WHAT YOU SHOULD DO - Copy all lines below containing "TopicsRequest".

DATA FOR ANALYSIS -
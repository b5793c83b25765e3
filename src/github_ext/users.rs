use async_trait::async_trait;
use octocrab::{Octocrab, Result};
use serde::{Deserialize, Serialize};

#[derive(Debug, Clone, Default, PartialEq, Serialize, Deserialize)]
pub struct GitHubUser {
    pub login: String,
    pub id: u64,
    pub node_id: String,
    pub avatar_url: String,
    pub name: Option<String>,
    pub company: Option<String>,
    pub blog: Option<String>,
    pub location: Option<String>,
    pub email: Option<String>,
    pub bio: Option<String>,
    #[serde(default)]
    pub public_repos: u64,
    #[serde(default)]
    pub followers: u64,
    #[serde(default)]
    pub following: u64,
    pub created_at: String,
    pub updated_at: String,
}

#[async_trait]
pub trait UserExt {
    async fn get_user(&self, username: &str) -> Result<GitHubUser>;
}

#[async_trait]
impl UserExt for Octocrab {
    async fn get_user(&self, username: &str) -> Result<GitHubUser> {
        let route = format!("/users/{}", username);
        self.get(route, None::<&()>).await
    }
}
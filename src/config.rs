use documented::{Documented, DocumentedFields};
use serde::{Deserialize, Serialize};
use serde_json::Value;

use crate::schema::{Attribute, Schema};

#[derive(Debug, Default, PartialEq, Serialize, Deserialize, Documented, DocumentedFields, Clone)]
#[serde(deny_unknown_fields)]
/// The provider configuration block for GitHub.
pub struct ProviderConfig {
    /// The OAuth or personal access token used to authenticate. Falls back to GITHUB_TOKEN.
    pub token: Option<String>,
    /// The user or organization that owns managed resources. Falls back to GITHUB_OWNER, then to the token's user.
    pub owner: Option<String>,
    /// The GitHub API base URL, for GitHub Enterprise Server. Falls back to GITHUB_BASE_URL.
    pub base_url: Option<String>,
}

impl ProviderConfig {
    /// Parses the provider block and fills unset fields from the environment.
    pub fn from_value(value: Value) -> anyhow::Result<Self> {
        let config: ProviderConfig = if value.is_null() {
            ProviderConfig::default()
        } else {
            serde_json::from_value(value)?
        };
        Ok(config.with_env_defaults(|key| std::env::var(key).ok()))
    }

    pub fn with_env_defaults(mut self, env: impl Fn(&str) -> Option<String>) -> Self {
        let non_empty = |key: &str| env(key).filter(|v| !v.is_empty());

        if self.token.is_none() {
            self.token = non_empty("GITHUB_TOKEN");
        }
        if self.owner.is_none() {
            self.owner = non_empty("GITHUB_OWNER").or_else(|| non_empty("GITHUB_ORGANIZATION"));
        }
        if self.base_url.is_none() {
            self.base_url = non_empty("GITHUB_BASE_URL");
        }
        self
    }

    pub fn schema() -> Schema {
        let doc = |field: &str| Self::get_field_docs(field).unwrap_or_default();

        Schema::new(Self::DOCS)
            .attr("token", Attribute::optional_string().sensitive().describe(doc("token")))
            .attr("owner", Attribute::optional_string().describe(doc("owner")))
            .attr("base_url", Attribute::optional_string().describe(doc("base_url")))
    }
}

#[cfg(test)]
mod tests {
    use super::*;
    use serde_json::json;
    use std::collections::HashMap;

    #[test]
    fn explicit_values_win_over_env() {
        let env: HashMap<&str, &str> = [("GITHUB_TOKEN", "env-token"), ("GITHUB_OWNER", "env-owner")].into();
        let config = ProviderConfig {
            token: Some("block-token".into()),
            ..Default::default()
        }
        .with_env_defaults(|k| env.get(k).map(|v| v.to_string()));

        assert_eq!(config.token.as_deref(), Some("block-token"));
        assert_eq!(config.owner.as_deref(), Some("env-owner"));
        assert_eq!(config.base_url, None);
    }

    #[test]
    fn organization_env_is_a_fallback_for_owner() {
        let env: HashMap<&str, &str> = [("GITHUB_ORGANIZATION", "acme"), ("GITHUB_OWNER", "")].into();
        let config = ProviderConfig::default().with_env_defaults(|k| env.get(k).map(|v| v.to_string()));
        assert_eq!(config.owner.as_deref(), Some("acme"));
    }

    #[test]
    fn unknown_keys_are_rejected() {
        let res: Result<ProviderConfig, _> = serde_json::from_value(json!({ "organization": "acme" }));
        assert!(res.is_err());
    }

    #[test]
    fn schema_uses_field_docs() {
        let schema = ProviderConfig::schema();
        assert!(schema.attributes["token"].sensitive);
        assert!(schema.attributes["owner"].description.contains("GITHUB_OWNER"));
    }
}
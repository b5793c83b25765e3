use async_trait::async_trait;
use octocrab::{Octocrab, Result};
use serde::{Deserialize, Serialize};

use super::{Conditional, RestExt, enc};

#[derive(Debug, Clone, Default, Serialize, Deserialize)]
pub struct GitHubRepository {
    pub id: u64,
    pub node_id: String,
    pub name: String,
    pub full_name: String,
    pub description: Option<String>,
    pub homepage: Option<String>,
    pub private: bool,
    pub visibility: Option<String>,
    pub has_issues: Option<bool>,
    pub has_projects: Option<bool>,
    pub has_wiki: Option<bool>,
    pub has_discussions: Option<bool>,
    pub is_template: Option<bool>,
    pub allow_merge_commit: Option<bool>,
    pub allow_squash_merge: Option<bool>,
    pub allow_rebase_merge: Option<bool>,
    pub allow_auto_merge: Option<bool>,
    pub delete_branch_on_merge: Option<bool>,
    pub archived: bool,
    pub default_branch: Option<String>,
    #[serde(default)]
    pub topics: Vec<String>,
    pub html_url: Option<String>,
    pub ssh_url: Option<String>,
    pub clone_url: Option<String>,
    pub git_url: Option<String>,
}

#[derive(Debug, Clone, Default, Serialize)]
pub struct CreateRepositoryRequest {
    pub name: String,
    #[serde(skip_serializing_if = "Option::is_none")]
    pub description: Option<String>,
    #[serde(skip_serializing_if = "Option::is_none")]
    pub homepage: Option<String>,
    #[serde(skip_serializing_if = "Option::is_none")]
    pub visibility: Option<String>,
    pub has_issues: bool,
    pub has_projects: bool,
    pub has_wiki: bool,
    pub has_discussions: bool,
    pub is_template: bool,
    pub allow_merge_commit: bool,
    pub allow_squash_merge: bool,
    pub allow_rebase_merge: bool,
    pub allow_auto_merge: bool,
    pub delete_branch_on_merge: bool,
    pub auto_init: bool,
}

/// PATCH body. Unset fields are left alone; send an empty string to clear text fields.
#[derive(Debug, Clone, Default, PartialEq, Serialize)]
pub struct UpdateRepositoryRequest {
    #[serde(skip_serializing_if = "Option::is_none")]
    pub name: Option<String>,
    #[serde(skip_serializing_if = "Option::is_none")]
    pub description: Option<String>,
    #[serde(skip_serializing_if = "Option::is_none")]
    pub homepage: Option<String>,
    #[serde(skip_serializing_if = "Option::is_none")]
    pub visibility: Option<String>,
    #[serde(skip_serializing_if = "Option::is_none")]
    pub has_issues: Option<bool>,
    #[serde(skip_serializing_if = "Option::is_none")]
    pub has_projects: Option<bool>,
    #[serde(skip_serializing_if = "Option::is_none")]
    pub has_wiki: Option<bool>,
    #[serde(skip_serializing_if = "Option::is_none")]
    pub has_discussions: Option<bool>,
    #[serde(skip_serializing_if = "Option::is_none")]
    pub is_template: Option<bool>,
    #[serde(skip_serializing_if = "Option::is_none")]
    pub allow_merge_commit: Option<bool>,
    #[serde(skip_serializing_if = "Option::is_none")]
    pub allow_squash_merge: Option<bool>,
    #[serde(skip_serializing_if = "Option::is_none")]
    pub allow_rebase_merge: Option<bool>,
    #[serde(skip_serializing_if = "Option::is_none")]
    pub allow_auto_merge: Option<bool>,
    #[serde(skip_serializing_if = "Option::is_none")]
    pub delete_branch_on_merge: Option<bool>,
    #[serde(skip_serializing_if = "Option::is_none")]
    pub default_branch: Option<String>,
    #[serde(skip_serializing_if = "Option::is_none")]
    pub archived: Option<bool>,
}

#[derive(Debug, Serialize)]
struct TopicsRequest<'a> {
    names: &'a [String],
}

#[derive(Debug, Serialize)]
struct RenameBranchRequest<'a> {
    new_name: &'a str,
}

#[derive(Debug, Serialize)]
struct SearchQuery<'a> {
    q: &'a str,
    #[serde(skip_serializing_if = "Option::is_none")]
    sort: Option<&'a str>,
    per_page: u8,
    page: u32,
}

#[derive(Debug, Deserialize)]
struct SearchResponse {
    total_count: u64,
    items: Vec<GitHubRepository>,
}

#[async_trait]
pub trait RepositoryOpsExt {
    async fn create_repository(
        &self,
        org: Option<&str>,
        repo_data: &CreateRepositoryRequest,
    ) -> Result<GitHubRepository>;
    async fn get_repository(&self, owner: &str, repo: &str, etag: Option<&str>)
    -> anyhow::Result<Conditional<GitHubRepository>>;
    async fn update_repository(
        &self,
        owner: &str,
        repo: &str,
        repo_data: &UpdateRepositoryRequest,
    ) -> Result<GitHubRepository>;
    async fn delete_repository(&self, owner: &str, repo: &str) -> Result<()>;
    async fn replace_topics(&self, owner: &str, repo: &str, topics: &[String]) -> Result<()>;
    async fn rename_branch(&self, owner: &str, repo: &str, branch: &str, new_name: &str) -> Result<()>;
    async fn search_repositories(&self, query: &str, sort: Option<&str>, limit: usize) -> Result<Vec<GitHubRepository>>;
}

#[async_trait]
impl RepositoryOpsExt for Octocrab {
    async fn create_repository(
        &self,
        org: Option<&str>,
        repo_data: &CreateRepositoryRequest,
    ) -> Result<GitHubRepository> {
        let route = match org {
            Some(org) => format!("/orgs/{}/repos", org),
            None => "/user/repos".to_string(),
        };
        self.post(route, Some(repo_data)).await
    }

    async fn get_repository(
        &self,
        owner: &str,
        repo: &str,
        etag: Option<&str>,
    ) -> anyhow::Result<Conditional<GitHubRepository>> {
        let route = format!("/repos/{}/{}", owner, repo);
        self.get_conditional(route, etag).await
    }

    async fn update_repository(
        &self,
        owner: &str,
        repo: &str,
        repo_data: &UpdateRepositoryRequest,
    ) -> Result<GitHubRepository> {
        let route = format!("/repos/{}/{}", owner, repo);
        self.patch(route, Some(repo_data)).await
    }

    async fn delete_repository(&self, owner: &str, repo: &str) -> Result<()> {
        let route = format!("/repos/{}/{}", owner, repo);
        self.delete_no_content(route).await
    }

    async fn replace_topics(&self, owner: &str, repo: &str, topics: &[String]) -> Result<()> {
        let route = format!("/repos/{}/{}/topics", owner, repo);
        self.put_no_content(route, &TopicsRequest { names: topics }).await
    }

    async fn rename_branch(&self, owner: &str, repo: &str, branch: &str, new_name: &str) -> Result<()> {
        let route = format!("/repos/{}/{}/branches/{}/rename", owner, repo, enc(branch));
        self.post_no_content(route, &RenameBranchRequest { new_name }).await
    }

    async fn search_repositories(&self, query: &str, sort: Option<&str>, limit: usize) -> Result<Vec<GitHubRepository>> {
        let mut results = Vec::new();
        let mut page = 1;

        loop {
            let response: SearchResponse = self
                .get(
                    "/search/repositories",
                    Some(&SearchQuery {
                        q: query,
                        sort,
                        per_page: 100,
                        page,
                    }),
                )
                .await?;

            let fetched = response.items.len();
            results.extend(response.items);

            if fetched == 0 || results.len() >= limit || results.len() as u64 >= response.total_count {
                break;
            }
            page += 1;
        }

        results.truncate(limit);
        Ok(results)
    }
}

TASK SOLUTION -
struct TopicsRequest<'a> {
        self.put_no_content(route, &TopicsRequest { names: topics }).await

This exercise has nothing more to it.